Брат герцога, делла…, отсидев гораздо меньший срок (за ненапудренные волосы он получил всего полгода тюремного заключения), покинул тюрьму психически ненормальным, был помещен в родовой дворец и с тех пор проживал в нем безвылазно. Один из осведомителей Скарпиа, ливрейный лакей в этом дворце, доносил, что брат герцога уединился в своих апартаментах, запер все двери и ставни и теперь сидит и все время пишет какие-то невразумительные стихи. Ну что ж, одних злодеев выпускали на свободу, но тут же приходилось хватать и сажать других. Вот, к примеру, знатная португальская сеньора, фрейлина королевы Элеонора де Фонсека Пиментель, которая повадилась сочинять сонеты во славу королевы, взяла да и написала оду о свободе и похвалилась виршами одной своей подруге. Так что Скарпиа пришлось в минувшем октябре на пару лет упечь фрейлину куда подальше.

Поэты! Черт бы их побрал!

Когда в декабре прошлого года королевская семья уехала из Неаполя под защитой английского адмирала, Скарпиа остался в городе, так как королева поручила ему во время отсутствия быть ее глазами и ушами. Он рыскал по всему Неаполю в черном плаще, похожем на те, что носят адвокаты, и воочию наблюдал, как сбываются мрачные предсказания королевы. Маркиз Анджелотти сразу же примчался из Рима, чтобы возрадоваться анархии, установившейся в Неаполе после свержения законного правительства. На местную тюрьму совершили нападение и освободили несколько заурядных преступников. К сожалению, именно в эту тюрьму он засадил Фонсеку Пиментель, и она вышла из темницы с гордо поднятой головой, болтая всякую ересь про свободу, равенство и права народа. Она что, не понимала, что толпа по случайности освободила ее? Эти паршивые поэты, профессора и либеральные аристократы вообразили, будто они выступают ради блага народа. Но у народа совсем другие цели и мысли. Простые люди любят своего короля (они все еще слишком невежественны и поэтому не могут любить королеву) и с восторгом воспринимают дистанцию между необычайной роскошью и распущенностью двора и собственной нищетой. Как и король с королевой, народ ненавидит образованных, рафинированных аристократов. Французы продвигаются на юг полуострова, и чернь, разозленная бегством короля, считает виновной во всех своих бедах местную аристократию. Ну что ж, правильно считают. Пусть раздувается пожар народной войны. Пусть Неаполь очистится от этих проклятых мятежников вместе с их богопротивными книжонками и французскими идеями, чванством яйцеголовых ученых и филантропическими реформаторами.

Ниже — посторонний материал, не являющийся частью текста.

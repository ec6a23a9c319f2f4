//! Hadron-nucleus elastic scattering.
//!
//! The polar angle comes from one of two empirical angular densities, one for
//! pions (Freedman, Miller and Henley, Nucl. Phys. A389 (1982) 457) and one
//! for nucleons (800 MeV p + O16, Adams et al., PRL 1979). The hadron then
//! scatters off the remnant as a whole.

use crate::angular::AngleSampler;
use crate::context::GeneratorContext;
use crate::data::DEG_TO_RAD;
use crate::error::{EscapeReason, GenerateError};
use crate::kinematics::two_body;
use crate::nuclear_model::NuclearModel;
use crate::particle::{FinalState, FinalStateParticle, Hadron};
use crate::remnant::RemnantNucleus;
use crate::species::{Family, Species};
use rand::Rng;
use tracing::debug;

/// Tabulated angular density on a uniform degree grid starting at zero.
#[derive(Debug, Clone, Copy, PartialEq)]
pub struct AngularTable {
    density: &'static [f64],
    bin_width: f64,
    normalization: f64,
    /// Number of integer-degree steps scanned (angles 0.5, 1.5, ...).
    scan_steps: usize,
}

pub const PION_ELASTIC: AngularTable = AngularTable {
    density: &[
        5000., 4200., 3000., 2600., 2100., 1800., 1200., 750., 500., 230., 120., 35., 9., 3.,
        11., 18., 29., 27., 20., 14., 10., 6., 2., 0.14, 0.19,
    ],
    bin_width: 2.5,
    normalization: 47979.453,
    scan_steps: 60,
};

pub const NUCLEON_ELASTIC: AngularTable = AngularTable {
    density: &[
        2400., 2350., 2200., 2000., 1728., 1261., 713., 312., 106., 35., 6., 5., 10., 12., 11.,
        9., 6., 1., 1., 1.,
    ],
    bin_width: 1.0,
    normalization: 11967.0,
    scan_steps: 20,
};

impl AngularTable {
    /// Interpolated, unnormalized density at `theta` degrees.
    ///
    /// Angles past the last grid point extrapolate the final bin.
    pub fn density_at(&self, theta: f64) -> f64 {
        let last_bin = self.density.len() - 2;
        let j = ((theta / self.bin_width).floor().max(0.0) as usize).min(last_bin);
        let low = j as f64 * self.bin_width;
        let fraction = (theta - low) / self.bin_width;
        self.density[j] + fraction * (self.density[j + 1] - self.density[j])
    }

    /// Scan the cumulative density until it exceeds `r`; returns radians.
    ///
    /// If the scan ends before the sum reaches `r` the last scanned angle is
    /// returned.
    pub fn theta_for(&self, r: f64) -> f64 {
        let mut sum = 0.0;
        let mut theta = 0.5;
        for i in 0..self.scan_steps {
            theta = i as f64 + 0.5;
            sum += self.density_at(theta) / self.normalization;
            if sum > r {
                break;
            }
        }
        theta * DEG_TO_RAD
    }

    pub fn sample<R: Rng + ?Sized>(&self, rng: &mut R) -> f64 {
        self.theta_for(rng.gen::<f64>())
    }
}

/// Table used for a projectile: nucleons get the nucleon table, everything else the pion one.
pub fn table_for(species: Species) -> &'static AngularTable {
    match species.family() {
        Family::Nucleon => &NUCLEON_ELASTIC,
        _ => &PION_ELASTIC,
    }
}

/// Polar elastic-scattering angle (radians) for a projectile species.
pub fn sample_elastic_angle<R: Rng + ?Sized>(species: Species, rng: &mut R) -> f64 {
    table_for(species).sample(rng)
}

/// Scatter `hadron` elastically off the whole remnant.
pub(crate) fn generate<A, N, R>(
    ctx: &GeneratorContext<'_, A, N>,
    hadron: &Hadron,
    remnant: &RemnantNucleus,
    rng: &mut R,
) -> Result<FinalState, GenerateError>
where
    A: AngleSampler,
    N: NuclearModel,
    R: Rng + ?Sized,
{
    if remnant.a() < 1 {
        return Err(EscapeReason::InsufficientNucleons {
            required: 1,
            available: remnant.a(),
        }
        .into());
    }

    // an untouched target is on its ground state; otherwise use the remnant's invariant mass
    let target_mass = if remnant.a() == ctx.target.a {
        ctx.target.mass()
    } else {
        remnant.mass()
    };

    let theta = sample_elastic_angle(hadron.species, rng);
    let fs = two_body(
        hadron.species.mass(),
        target_mass,
        &hadron.momentum,
        remnant.momentum(),
        theta.cos(),
        0.0,
        rng,
    )?;
    debug!(species = %hadron.species, theta, "elastic scatter");

    Ok(FinalState {
        remnant: remnant.with_momentum(fs.second + fs.recoil)?,
        particles: vec![FinalStateParticle::stable(
            hadron.species,
            fs.first,
            hadron.vertex,
        )],
    })
}

#[cfg(test)]
mod tests {
    use super::*;
    use crate::context::fixtures::Setup;
    use crate::kinematics::FourMomentum;
    use crate::test_support::ScriptedRng;
    use nalgebra::Vector3;
    use rand::rngs::StdRng;
    use rand::SeedableRng;

    #[test]
    fn test_zero_draw_gives_first_midpoint() {
        let mut rng = ScriptedRng::new(&[0.0]);
        assert_eq!(sample_elastic_angle(Species::PiPlus, &mut rng), 0.5 * DEG_TO_RAD);
        let mut rng = ScriptedRng::new(&[0.0]);
        assert_eq!(sample_elastic_angle(Species::Proton, &mut rng), 0.5 * DEG_TO_RAD);
    }

    #[test]
    fn test_large_draw_terminates_at_last_scanned_angle() {
        assert_eq!(PION_ELASTIC.theta_for(1.0), 59.5 * DEG_TO_RAD);
        assert_eq!(PION_ELASTIC.theta_for(5.0), 59.5 * DEG_TO_RAD);
        assert_eq!(NUCLEON_ELASTIC.theta_for(5.0), 19.5 * DEG_TO_RAD);
    }

    #[test]
    fn test_interpolation_between_bins() {
        // pion bins 0 and 1 are 5000 and 4200, 0.5 degrees is a fifth of the way
        assert!((PION_ELASTIC.density_at(0.5) - 4840.0).abs() < 1e-9);
        assert!((NUCLEON_ELASTIC.density_at(0.5) - 2375.0).abs() < 1e-9);
    }

    #[test]
    fn test_angles_are_forward_peaked() {
        let mut rng = StdRng::seed_from_u64(4);
        let n = 5000;
        let forward = (0..n)
            .filter(|_| sample_elastic_angle(Species::PiMinus, &mut rng) < 10.0 * DEG_TO_RAD)
            .count();
        assert!(forward as f64 / n as f64 > 0.6);
        assert!(std::ptr::eq(table_for(Species::KPlus), &PION_ELASTIC));
    }

    #[test]
    fn test_elastic_conserves_and_keeps_composition() {
        let setup = Setup::new(12, 6);
        let ctx = setup.ctx();
        let remnant = RemnantNucleus::from_target(&setup.target);
        let hadron = Hadron::with_kinetic_energy(
            Species::Proton,
            0.2,
            &Vector3::new(0.0, 0.0, 1.0),
            [0.0; 4],
        );
        let mut rng = StdRng::seed_from_u64(21);
        let fs = generate(&ctx, &hadron, &remnant, &mut rng).unwrap();

        assert_eq!(fs.particles.len(), 1);
        assert_eq!((fs.remnant.a(), fs.remnant.z()), (12, 6));
        let total_in = hadron.momentum + *remnant.momentum();
        let total_out = fs.particles[0].momentum + *fs.remnant.momentum();
        assert!(total_in.approx_eq(&total_out, 1e-6));
        assert!((fs.remnant.mass() - setup.target.mass()).abs() < 1e-6);
        assert!(fs.particles[0].kinetic_energy() <= hadron.kinetic_energy() + 1e-9);
    }

    #[test]
    fn test_empty_remnant_is_terminal() {
        let setup = Setup::new(12, 6);
        let empty = RemnantNucleus::new(0, 0, FourMomentum::default()).unwrap();
        let hadron = Hadron::with_kinetic_energy(Species::PiPlus, 0.1, &Vector3::z(), [0.0; 4]);
        let mut rng = StdRng::seed_from_u64(2);
        assert!(matches!(
            generate(&setup.ctx(), &hadron, &empty, &mut rng),
            Err(GenerateError::Terminal(EscapeReason::InsufficientNucleons { .. }))
        ));
    }
}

Скарпиа предался исступленным мечтам о возмездии.

Люди, конечно же, сволочи, но они жаждут возвращения роялистского правления. Отныне он не должен делать всю работу один. За него ее сделает народ.


Барон Скарпиа был исключительно пылким по натуре человеком. Он многое знал о человеческих страстях, особенно о тех, которые вызывали порочные преступления. Он знал, как усилить сексуальное наслаждение, унизив и опозорив объект чужого желания, — от этого барон получал особое удовольствие. Он знал, как можно притупить всякого рода страх перед новым, неизвестным, а следовательно, и угрожающим. Для этого нужно увязать подследственного с теми, кто беззащитен или равнодушен к делу, встревожить их и причинить им вред. А он видел, что именно это происходит вокруг него. Скарпиа любил действовать нагло, с напором, агрессивно. Вместе с тем он не понимал, как это можно уклоняться от встречной силы и отступить без боя. Такая черта характера, считал он, присуща коллекционерам.